Reader’s Digest Plans Bankruptcy Filing

From the New York Times
August 17, 2009, 2:00 pm

By Stephanie Clifford
UPDATE Aug. 17, 3:52 p.m. With comments from the Reader’s Digest Association chief financial officer, Tom Williams, and on the banks’ involvement.

The Reader’s Digest Association announced on Monday that it would file for Chapter 11 bankruptcy protection for its United States businesses within 30 days.

As part of the reorganization, Ripplewood Holdings, the private equity firm that owned Reader’s Digest and installed Mary Berner as its chief executive, will shed its shares and board seats, and existing debt holders will become the company’s owners. Ms. Berner will continue to run the company, and Tom Williams will remain as chief financial officer. The company does not expect to lay off any employees or close any of its publications, Mr. Williams said in an interview.

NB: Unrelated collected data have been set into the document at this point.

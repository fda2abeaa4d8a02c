//! Document locker server.
//!
//! Loads configuration, initializes logging, and hands over to
//! [`locker_api::run_server`].

use tracing_subscriber::{EnvFilter, fmt};

use locker_core::config::{AppConfig, LoggingConfig};
use locker_core::error::AppError;

#[tokio::main]
async fn main() {
    let config = match load_configuration() {
        Ok(c) => c,
        Err(e) => {
            eprintln!("Failed to load configuration: {}", e);
            std::process::exit(1);
        }
    };

    init_logging(&config.logging);

    if let Err(e) = locker_api::run_server(config).await {
        tracing::error!("Server error: {}", e);
        std::process::exit(1);
    }
}

/// Load `LOCKER_CONFIG` (default `config/default.toml`), the
/// `LOCKER_ENV` overlay next to it, and `LOCKER__*` variables.
fn load_configuration() -> Result<AppConfig, AppError> {
    let config_path =
        std::env::var("LOCKER_CONFIG").unwrap_or_else(|_| "config/default.toml".to_string());
    let env = std::env::var("LOCKER_ENV").unwrap_or_else(|_| "development".to_string());

    AppConfig::load_from(&config_path, &env)
}

/// Initialize tracing/logging. `RUST_LOG` wins over the configured level.
fn init_logging(config: &LoggingConfig) {
    let filter =
        EnvFilter::try_from_default_env().unwrap_or_else(|_| EnvFilter::new(&config.level));

    match config.format.as_str() {
        "json" => {
            fmt()
                .json()
                .with_env_filter(filter)
                .with_target(true)
                .with_thread_ids(true)
                .init();
        }
        _ => {
            fmt()
                .pretty()
                .with_env_filter(filter)
                .with_target(true)
                .init();
        }
    }
}
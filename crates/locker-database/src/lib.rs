//! # locker-database
//!
//! Metadata store for the document locker: deletion markers, shares and
//! smart folders. Services depend on the async store traits in [`store`];
//! [`repositories`] implements them over PostgreSQL and [`memory`] over
//! process memory for tests and single-node development.

pub mod connection;
pub mod memory;
pub mod migration;
pub mod repositories;
pub mod store;

pub use connection::DatabasePool;
pub use store::{FolderStore, ShareStore, TrashStore};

The value of the company will be much lower under the overhaul. Its debt of $2.2 billion will be reduced to $550 million, according to the agreement it has already struck with the majority of the banks. Ripplewood had bought Reader’s Digest for $2.8 billion in 2007 in a leveraged buyout.

“The bank lenders are taking a fairly significant haircut,” said John Puchalla, a senior analyst at Moody’s. While it was common for junior creditors to take a loss, for the senior creditors to take such a loss is “notable,” he said. “It’s certainly a lot less than the value the lenders viewed at the time of the L.B.O.,” he said.

Mr. Williams said a majority of its lenders had agreed to the terms of the restructuring, and the company expected to speed through bankruptcy, completing proceedings 45 to 90 days after it files, he said.

The filing does not cover its businesses outside the United States; it sells publications and products in 78 countries.

The company has lined up $150 million from lenders, through a debtor-in-possession loan, to help finance it through the restructuring, and will get $400 million more upon exiting bankruptcy, for the
total new debt of $550 million.

“Our banks are 100 percent aligned on the vendors that we choose and serve, so there’s no issue associated with paying any vendors,” Mr. Williams said.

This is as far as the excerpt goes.